Clube em Minas terá que indenizar menina que perdeu parte de quatro dedos em bicicleta ergométrica
Justiça manteve condenação de clube de Ituiutaba e reconheceu responsabilidade compartilhada entre a instituição e a responsável pela supervisão da criança

Uma menina que teve parte de quatro dedos da mão amputados após um acidente em uma bicicleta ergométrica dentro de um clube em Ituiutaba, no Triângulo Mineiro, deverá ser indenizada pela instituição. A decisão, divulgada nesta quinta-feira (11) pelo Tribunal de Justiça de Minas Gerais (TJMG), confirmou a condenação imposta em primeira instância.
O acidente ocorreu em dezembro de 2022, quando a garota tinha 11 anos. De acordo com o processo, ela participava de uma comemoração de aniversário no clube e estava acompanhada do irmão, de primos e de uma tia, responsável pela supervisão das crianças.
Segundo os autos, a menina entrou na academia do clube e utilizou uma bicicleta ergométrica.

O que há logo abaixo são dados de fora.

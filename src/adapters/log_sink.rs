//! Log-based event sink adapter.
//!
//! Implements [`EventSink`] by writing structured run events to the `log`
//! facade (stderr via `env_logger` in the binary).  A GUI status-line
//! adapter would implement the same trait.

use log::{info, warn};

use crate::app::events::RunEvent;
use crate::app::ports::EventSink;

/// Adapter that logs every [`RunEvent`].
#[derive(Debug, Default)]
pub struct LogEventSink;

impl LogEventSink {
    pub fn new() -> Self {
        Self
    }
}

impl EventSink for LogEventSink {
    fn emit(&mut self, event: &RunEvent) {
        match event {
            RunEvent::StateChanged { from, to } => {
                info!("STATE | {} -> {}", from.name(), to.name());
            }
            RunEvent::BaselineReady(m) => {
                info!(
                    "BASELINE | q={:.3} std={:.3} guard={:.3} thr={:.3} n={}{}",
                    m.baseline_quantile,
                    m.baseline_std,
                    m.guard_band,
                    m.effective_threshold,
                    m.sample_count,
                    if m.fallback { " fail-safe" } else { "" },
                );
            }
            RunEvent::Verdict {
                run_id,
                status,
                max_brightness,
                effective_threshold,
                heatmap,
            } => {
                info!(
                    "VERDICT | run={} status={} max={:.3} thr={} heatmap={}",
                    run_id,
                    status,
                    max_brightness,
                    effective_threshold.map_or_else(|| "-".to_string(), |t| format!("{t:.3}")),
                    heatmap
                        .as_ref()
                        .map_or_else(|| "-".to_string(), |p| p.display().to_string()),
                );
            }
            RunEvent::PersistFailed { run_id, reason } => {
                warn!("PERSIST | run={} failed: {}", run_id, reason);
            }
        }
    }
}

Ao tentar interromper o funcionamento do equipamento, colocou a mão direita na corrente da bicicleta, sofrendo a amputação de parte de quatro dedos.
Após o acidente, a mãe da criança acionou a Justiça e pediu indenizações por danos materiais, morais e estéticos, além do pagamento de pensão vitalícia. Na ação, o clube alegou que a responsabilidade pelo ocorrido era exclusiva da tia da vítima, por falha na vigilância da criança.
Ao analisar o caso, a Justiça entendeu que houve responsabilidade compartilhada. A decisão apontou que a estrutura de segurança do clube contribuiu para o acidente, ao mesmo tempo em que a responsável pela supervisão da menina agiu com negligência.
Com isso, foi mantida a condenação para o pagamento de R$ 15 mil por danos morais à criança, R$ 5 mil por danos morais à mãe, R$ 30 mil por danos estéticos e cerca de R$ 16,6 mil para ressarcimento de despesas médicas.
O pedido de pensão vitalícia foi negado. Conforme a decisão, apesar da sequela permanente decorrente da amputação, não ficou comprovada incapacidade que impeça a futura inserção da vítima no mercado de trabalho.
A relatora do recurso, desembargadora Mônica Libânio Rocha Bretas, votou pela manutenção integral da sentença. O entendimento foi acompanhado pelos desembargadores Shirley Fenzi Bertão e Rui de Almeida Magalhães.
Os magistrados consideraram que os valores fixados são proporcionais à gravidade das lesões e destacaram que a legislação prevê a redução da indenização quando há contribuição da vítima ou de quem tinha o dever de vigilância para a ocorrência do dano.